The lender, which matches investors with small business borrowers, raised £300m in one of the highest-profile London flotations of the year, but its stock shed a quarter of its value in the following days. Investors raised concerns about Funding Circle’s lack of profits and high valuation compared with listed peers in the US.
In a trading update on Friday, however, chief executive Samir Desai said the company had enjoyed a “strong” third quarter and was on track to meet its growth targets.
Shares in Funding Circle were up 2.4 per cent in early afternoon trading at 420p, having earlier come within touching distance of its 440p IPO price.
Total loans under management rose 61 per cent in the 12 months to September 30, to £2.8bn. New loan originations in the third quarter increased 45 per cent year on year excluding property loans, which the company stopped providing last year.
Projected returns on new loans increased in every country Funding Circle is active in, while bad loan forecasts declined in its two largest markets — the UK and US.

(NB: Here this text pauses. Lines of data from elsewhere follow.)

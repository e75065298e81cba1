//! In-memory reference implementation of the Upkeep storage traits.
//!
//! Deterministic and test-friendly. A single lock over all tables makes the
//! transition commit genuinely atomic; production deployments should use a
//! transactional backend instead.

use crate::traits::{
    HistoryStore, PrincipalDirectory, RequestStore, StatusChangeStore, TransitionStore,
};
use crate::{StorageError, StorageResult};
use async_trait::async_trait;
use std::collections::HashMap;
use std::sync::RwLock;
use upkeep_types::{
    HistoryEntry, Principal, PrincipalId, Request, RequestId, StatusChangeId, StatusChangeRequest,
};

#[derive(Default)]
struct Tables {
    requests: HashMap<RequestId, Request>,
    status_changes: HashMap<StatusChangeId, StatusChangeRequest>,
    principals: HashMap<PrincipalId, Principal>,
    history: Vec<HistoryEntry>,
}

/// In-memory Upkeep storage adapter.
#[derive(Default)]
pub struct InMemoryUpkeepStore {
    tables: RwLock<Tables>,
}

impl InMemoryUpkeepStore {
    pub fn new() -> Self {
        Self::default()
    }

    fn read(&self) -> StorageResult<std::sync::RwLockReadGuard<'_, Tables>> {
        self.tables
            .read()
            .map_err(|_| StorageError::Backend("storage lock poisoned".to_string()))
    }

    fn write(&self) -> StorageResult<std::sync::RwLockWriteGuard<'_, Tables>> {
        self.tables
            .write()
            .map_err(|_| StorageError::Backend("storage lock poisoned".to_string()))
    }
}

#[async_trait]
impl RequestStore for InMemoryUpkeepStore {
    async fn get_request(&self, id: &RequestId) -> StorageResult<Option<Request>> {
        let guard = self.read()?;
        Ok(guard.requests.get(id).cloned())
    }

    async fn list_requests(&self) -> StorageResult<Vec<Request>> {
        let guard = self.read()?;
        let mut values = guard.requests.values().cloned().collect::<Vec<_>>();
        values.sort_by(|a, b| {
            b.urgent
                .cmp(&a.urgent)
                .then_with(|| b.opened_at.cmp(&a.opened_at))
        });
        Ok(values)
    }
}

#[async_trait]
impl StatusChangeStore for InMemoryUpkeepStore {
    async fn get_status_change(
        &self,
        id: &StatusChangeId,
    ) -> StorageResult<Option<StatusChangeRequest>> {
        let guard = self.read()?;
        Ok(guard.status_changes.get(id).cloned())
    }

    async fn pending_status_change(
        &self,
        request_id: &RequestId,
    ) -> StorageResult<Option<StatusChangeRequest>> {
        let guard = self.read()?;
        Ok(guard
            .status_changes
            .values()
            .find(|change| change.request_id == *request_id && change.is_pending())
            .cloned())
    }
}

#[async_trait]
impl PrincipalDirectory for InMemoryUpkeepStore {
    async fn get_principal(&self, id: &PrincipalId) -> StorageResult<Option<Principal>> {
        let guard = self.read()?;
        Ok(guard.principals.get(id).cloned())
    }

    async fn list_principals(&self) -> StorageResult<Vec<Principal>> {
        let guard = self.read()?;
        let mut values = guard.principals.values().cloned().collect::<Vec<_>>();
        values.sort_by(|a, b| a.id.0.cmp(&b.id.0));
        Ok(values)
    }

    async fn upsert_principal(&self, principal: Principal) -> StorageResult<()> {
        let mut guard = self.write()?;
        guard.principals.insert(principal.id.clone(), principal);
        Ok(())
    }
}

#[async_trait]
impl HistoryStore for InMemoryUpkeepStore {
    async fn append_history(&self, entry: HistoryEntry) -> StorageResult<()> {
        let mut guard = self.write()?;
        guard.history.push(entry);
        Ok(())
    }

    async fn history_for_request(
        &self,
        request_id: &RequestId,
    ) -> StorageResult<Vec<HistoryEntry>> {
        let guard = self.read()?;
        let mut entries = guard
            .history
            .iter()
            .filter(|entry| entry.request_id == *request_id)
            .cloned()
            .collect::<Vec<_>>();
        entries.reverse(); // append order -> newest first
        Ok(entries)
    }
}

#[async_trait]
impl TransitionStore for InMemoryUpkeepStore {
    async fn commit_creation(
        &self,
        request: Request,
        history: HistoryEntry,
    ) -> StorageResult<()> {
        if history.request_id != request.id {
            return Err(StorageError::InvalidInput(
                "history entry does not document this request".to_string(),
            ));
        }

        let mut guard = self.write()?;
        if guard.requests.contains_key(&request.id) {
            return Err(StorageError::Conflict(format!(
                "request {} already exists",
                request.id
            )));
        }
        guard.requests.insert(request.id.clone(), request);
        guard.history.push(history);
        Ok(())
    }

    async fn commit_transition(
        &self,
        mut request: Request,
        expected_version: u64,
        status_change: Option<StatusChangeRequest>,
        history: HistoryEntry,
    ) -> StorageResult<()> {
        if history.request_id != request.id {
            return Err(StorageError::InvalidInput(
                "history entry does not document this request".to_string(),
            ));
        }
        if let Some(change) = &status_change {
            if change.request_id != request.id {
                return Err(StorageError::InvalidInput(
                    "status-change request does not belong to this request".to_string(),
                ));
            }
        }

        let mut guard = self.write()?;

        let stored = guard.requests.get(&request.id).ok_or_else(|| {
            StorageError::NotFound(format!("request {} not found", request.id))
        })?;
        if stored.version != expected_version {
            return Err(StorageError::Conflict(format!(
                "request {} was modified concurrently (expected version {}, found {})",
                request.id, expected_version, stored.version
            )));
        }

        // At most one unresolved status-change request per request.
        if let Some(change) = &status_change {
            if change.is_pending() {
                let duplicate = guard.status_changes.values().any(|existing| {
                    existing.request_id == request.id
                        && existing.is_pending()
                        && existing.id != change.id
                });
                if duplicate {
                    return Err(StorageError::Conflict(format!(
                        "request {} already has a pending status-change request",
                        request.id
                    )));
                }
            }
        }

        request.version = expected_version + 1;
        guard.requests.insert(request.id.clone(), request);
        if let Some(change) = status_change {
            guard.status_changes.insert(change.id.clone(), change);
        }
        guard.history.push(history);
        Ok(())
    }

    async fn delete_request(&self, request_id: &RequestId) -> StorageResult<()> {
        let mut guard = self.write()?;
        if guard.requests.remove(request_id).is_none() {
            return Err(StorageError::NotFound(format!(
                "request {request_id} not found"
            )));
        }
        guard
            .status_changes
            .retain(|_, change| change.request_id != *request_id);
        guard.history.retain(|entry| entry.request_id != *request_id);
        Ok(())
    }
}

#[cfg(test)]
mod tests {
    use super::*;
    use chrono::Utc;
    use upkeep_types::{Building, HistoryAction, HistoryEntryId, RequestStatus};

    fn entry_for(request: &Request, action: HistoryAction) -> HistoryEntry {
        HistoryEntry {
            id: HistoryEntryId::generate(),
            request_id: request.id.clone(),
            action,
            performed_by: Some(PrincipalId::new("actor")),
            old_status: None,
            new_status: Some(request.status),
            details: None,
            created_at: Utc::now(),
        }
    }

    async fn stored_request(store: &InMemoryUpkeepStore) -> Request {
        let request = Request::new("cracked window", Building::new("north"));
        store
            .commit_creation(request.clone(), entry_for(&request, HistoryAction::Created))
            .await
            .unwrap();
        request
    }

    #[tokio::test]
    async fn stale_version_commit_is_a_conflict_and_writes_nothing() {
        let store = InMemoryUpkeepStore::new();
        let request = Request::new("cracked window", Building::new("north"));
        store
            .commit_creation(request.clone(), entry_for(&request, HistoryAction::Created))
            .await
            .unwrap();

        let mut first = request.clone();
        first.status = RequestStatus::PendingApproval;
        store
            .commit_transition(
                first,
                0,
                None,
                entry_for(&request, HistoryAction::StatusChangeRequested),
            )
            .await
            .unwrap();

        // Second writer still holds version 0.
        let mut second = request.clone();
        second.urgent = true;
        let result = store
            .commit_transition(
                second,
                0,
                None,
                entry_for(&request, HistoryAction::Updated),
            )
            .await;
        assert!(matches!(result, Err(StorageError::Conflict(_))));

        let stored = store.get_request(&request.id).await.unwrap().unwrap();
        assert_eq!(stored.version, 1);
        assert!(!stored.urgent, "losing commit wrote nothing");
        assert_eq!(
            store.history_for_request(&request.id).await.unwrap().len(),
            2
        );
    }

    #[tokio::test]
    async fn second_pending_status_change_is_rejected() {
        let store = InMemoryUpkeepStore::new();
        let request = stored_request(&store).await;

        let first = StatusChangeRequest::new(
            request.id.clone(),
            PrincipalId::new("worker"),
            RequestStatus::Postponed,
        )
        .with_reason("waiting on parts");
        store
            .commit_transition(
                request.clone(),
                0,
                Some(first),
                entry_for(&request, HistoryAction::StatusChangeRequested),
            )
            .await
            .unwrap();

        let second = StatusChangeRequest::new(
            request.id.clone(),
            PrincipalId::new("worker"),
            RequestStatus::Postponed,
        )
        .with_reason("still waiting");
        let result = store
            .commit_transition(
                request.clone(),
                1,
                Some(second),
                entry_for(&request, HistoryAction::StatusChangeRequested),
            )
            .await;
        assert!(matches!(result, Err(StorageError::Conflict(_))));
    }

    #[tokio::test]
    async fn duplicate_creation_is_a_conflict() {
        let store = InMemoryUpkeepStore::new();
        let request = stored_request(&store).await;
        let result = store
            .commit_creation(request.clone(), entry_for(&request, HistoryAction::Created))
            .await;
        assert!(matches!(result, Err(StorageError::Conflict(_))));
    }

    #[tokio::test]
    async fn history_reads_newest_first() {
        let store = InMemoryUpkeepStore::new();
        let request = stored_request(&store).await;
        store
            .append_history(entry_for(&request, HistoryAction::Updated))
            .await
            .unwrap();

        let entries = store.history_for_request(&request.id).await.unwrap();
        assert_eq!(entries.len(), 2);
        assert_eq!(entries[0].action, HistoryAction::Updated);
        assert_eq!(entries[1].action, HistoryAction::Created);
    }

    #[tokio::test]
    async fn deletion_cascades_to_changes_and_history() {
        let store = InMemoryUpkeepStore::new();
        let request = stored_request(&store).await;
        let change = StatusChangeRequest::new(
            request.id.clone(),
            PrincipalId::new("worker"),
            RequestStatus::Postponed,
        )
        .with_reason("waiting on parts");
        store
            .commit_transition(
                request.clone(),
                0,
                Some(change.clone()),
                entry_for(&request, HistoryAction::StatusChangeRequested),
            )
            .await
            .unwrap();

        store.delete_request(&request.id).await.unwrap();

        assert!(store.get_request(&request.id).await.unwrap().is_none());
        assert!(store.get_status_change(&change.id).await.unwrap().is_none());
        assert!(store
            .history_for_request(&request.id)
            .await
            .unwrap()
            .is_empty());

        let missing = store.delete_request(&request.id).await;
        assert!(matches!(missing, Err(StorageError::NotFound(_))));
    }

    #[tokio::test]
    async fn urgent_requests_list_first() {
        let store = InMemoryUpkeepStore::new();
        let calm = stored_request(&store).await;
        let urgent = Request::new("burst pipe", Building::new("north")).with_urgent(true);
        store
            .commit_creation(urgent.clone(), entry_for(&urgent, HistoryAction::Created))
            .await
            .unwrap();

        let listed = store.list_requests().await.unwrap();
        assert_eq!(listed[0].id, urgent.id);
        assert_eq!(listed[1].id, calm.id);
    }
}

Despite the positive reception, however, some observers remained sceptical. John Cronin, analyst at Goodbody, said: “While Funding Circle is clearly in a high-growth phase, the company has yet to deliver net profit and it is difficult to see the stock get back to the 440p IPO level without evidence of profitability build.”
The company has already attracted the interest of short sellers, with about 3.6 per cent of its free float currently on loan to investors betting against the stock, above the FTSE 250 average, according to Markit data.
Funding Circle was the first British peer-to-peer lender to IPO, with the flotation seen as a major milestone for the sector. Such online platforms have grown rapidly since the financial crisis, providing about 15 per cent of all SME loans in the UK in 2016.
However, regulators are increasingly looking to crack down on certain practices in the sector, fearing that unsophisticated investors are encouraged to take on too much risk. The FCA is currently consulting on new rules that would limit access to retail investors, while the European Commission is in the process of introducing new EU-wide regulation.
Funding Circle has reduced its reliance on retail investors as it has grown, instead taking funds from institutional investors such as asset managers.